**WHAT YOU NEED TO DO:**
Each line of the material below is to be given again exactly.
TASK INPUTS Block Start
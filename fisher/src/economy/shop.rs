use anyhow::Result;
use fisher_data::{
    DataStore,
    Id,
};
use log::debug;

use crate::{
    config::{
        MAX_INVENTORY,
        MAX_PARTY_SIZE,
    },
    error::{
        WrapOptionError,
        invalid_input_error,
    },
    game::GameState,
    party::PartyMember,
};

/// Buys an item and adds it to the inventory.
pub fn buy_item(state: &mut GameState, data: &dyn DataStore, item_id: &Id) -> Result<()> {
    let item = data
        .get_item(item_id)?
        .wrap_invalid_input(format!("unknown item {item_id}"))?;
    if state.gold < item.price {
        return Err(invalid_input_error(format!(
            "{} costs {} gold, but only {} is available",
            item.name, item.price, state.gold
        )));
    }
    if state.inventory.len() >= MAX_INVENTORY {
        return Err(invalid_input_error("inventory is full"));
    }
    state.gold -= item.price;
    state.inventory.push(item_id.clone());
    debug!("bought {item_id} for {}", item.price);
    Ok(())
}

/// Buys a fish and adds it to the party. Returns the party index of the new member.
pub fn buy_fish(state: &mut GameState, data: &dyn DataStore, species_id: &Id) -> Result<usize> {
    let species = data
        .get_species(species_id)?
        .wrap_invalid_input(format!("unknown species {species_id}"))?;
    if state.gold < species.shop_price {
        return Err(invalid_input_error(format!(
            "{} costs {} gold, but only {} is available",
            species.name, species.shop_price, state.gold
        )));
    }
    if state.party.len() >= MAX_PARTY_SIZE {
        return Err(invalid_input_error("party is full"));
    }
    if state
        .party
        .iter()
        .any(|member| &member.species_id == species_id)
    {
        return Err(invalid_input_error(format!(
            "party already has a {}",
            species.name
        )));
    }
    state.gold -= species.shop_price;
    state
        .party
        .push(PartyMember::new(species_id.clone(), &species));
    debug!("bought {species_id} for {}", species.shop_price);
    Ok(state.party.len() - 1)
}

/// Species for sale: purchasable species that are not already in the party.
pub fn shop_fish(state: &GameState, data: &dyn DataStore) -> Result<Vec<Id>> {
    let owned = state
        .party
        .iter()
        .map(|member| &member.species_id)
        .collect::<Vec<_>>();
    Ok(data
        .all_species_ids(&|species| species.purchasable())?
        .into_iter()
        .filter(|id| !owned.contains(&id))
        .collect())
}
TASK INPUTS Block End
**ANSWER BELOW:**
filename fisher/src/economy/shop.rs
use anyhow::Result;
use fisher_data::{
    DataStore,
    Id,
};
use log::debug;

use crate::{
    config::{
        MAX_INVENTORY,
        MAX_PARTY_SIZE,
    },
    error::{
        WrapOptionError,
        invalid_input_error,
    },
    game::GameState,
    party::PartyMember,
};

/// Buys an item and adds it to the inventory.
pub fn buy_item(state: &mut GameState, data: &dyn DataStore, item_id: &Id) -> Result<()> {
    let item = data
        .get_item(item_id)?
        .wrap_invalid_input(format!("unknown item {item_id}"))?;
    if state.gold < item.price {
        return Err(invalid_input_error(format!(
            "{} costs {} gold, but only {} is available",
            item.name, item.price, state.gold
        )));
    }
    if state.inventory.len() >= MAX_INVENTORY {
        return Err(invalid_input_error("inventory is full"));
    }
    state.gold -= item.price;
    state.inventory.push(item_id.clone());
    debug!("bought {item_id} for {}", item.price);
    Ok(())
}

/// Buys a fish and adds it to the party. Returns the party index of the new member.
pub fn buy_fish(state: &mut GameState, data: &dyn DataStore, species_id: &Id) -> Result<usize> {
    let species = data
        .get_species(species_id)?
        .wrap_invalid_input(format!("unknown species {species_id}"))?;
    if state.gold < species.shop_price {
        return Err(invalid_input_error(format!(
            "{} costs {} gold, but only {} is available",
            species.name, species.shop_price, state.gold
        )));
    }
    if state.party.len() >= MAX_PARTY_SIZE {
        return Err(invalid_input_error("party is full"));
    }
    if state
        .party
        .iter()
        .any(|member| &member.species_id == species_id)
    {
        return Err(invalid_input_error(format!(
            "party already has a {}",
            species.name
        )));
    }
    state.gold -= species.shop_price;
    state
        .party
        .push(PartyMember::new(species_id.clone(), &species));
    debug!("bought {species_id} for {}", species.shop_price);
    Ok(state.party.len() - 1)
}

/// Species for sale: purchasable species that are not already in the party.
pub fn shop_fish(state: &GameState, data: &dyn DataStore) -> Result<Vec<Id>> {
    let owned = state
        .party
        .iter()
        .map(|member| &member.species_id)
        .collect::<Vec<_>>();
    Ok(data
        .all_species_ids(&|species| species.purchasable())?
        .into_iter()
        .filter(|id| !owned.contains(&id))
        .collect())
}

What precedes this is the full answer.